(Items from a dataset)
☆ ☆ ☆ ☆ ☆

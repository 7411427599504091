//! # Telemetry Relay CLI
//!
//! 命令行接口入口点。
//!
//! 提供：
//! - 帧 schema 加载与验证
//! - 帧源 + 分发管线编排
//! - Ctrl+C / SIGTERM / 超时触发的有序关闭

mod cli;
mod commands;
mod error;
mod pipeline;

use anyhow::Result;
use clap::Parser;
use observability::ObservabilityConfig;
use tracing::info;

use cli::{Cli, Commands};
use commands::{run_info, run_relay, run_validate};

#[tokio::main]
async fn main() -> Result<()> {
    // Load .env file if present
    dotenvy::dotenv().ok();

    let cli = Cli::parse();

    // Initialize logging based on CLI options
    init_logging(&cli)?;

    info!(
        version = env!("CARGO_PKG_VERSION"),
        "Telemetry relay starting"
    );

    // Execute command
    let result = match &cli.command {
        Commands::Run(args) => run_relay(args).await,
        Commands::Validate(args) => run_validate(args),
        Commands::Info(args) => run_info(args),
    };

    if let Err(ref e) = result {
        tracing::error!(error = %e, "Command failed");
    }

    result
}

/// Initialize logging based on CLI options
///
/// `RUST_LOG` still wins over `-v`/`-q` when set.
fn init_logging(cli: &Cli) -> Result<()> {
    let default_log_level = if cli.quiet {
        "warn"
    } else {
        match cli.verbose {
            0 => "info",
            1 => "debug",
            _ => "trace",
        }
    };

    let log_format = match cli.log_format {
        cli::LogFormat::Json => observability::LogFormat::Json,
        cli::LogFormat::Pretty => observability::LogFormat::Pretty,
        cli::LogFormat::Compact => observability::LogFormat::Compact,
    };

    // Metrics exporter is installed by `run` once the port is known
    observability::init_with_config(ObservabilityConfig {
        log_format,
        metrics_port: None,
        default_log_level: default_log_level.to_string(),
    })
}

☆ ☆ ☆ ☆ ☆

All lines of the records above that contain the word "options" are to be copied out.

    // Initialize logging based on CLI options
/// Initialize logging based on CLI options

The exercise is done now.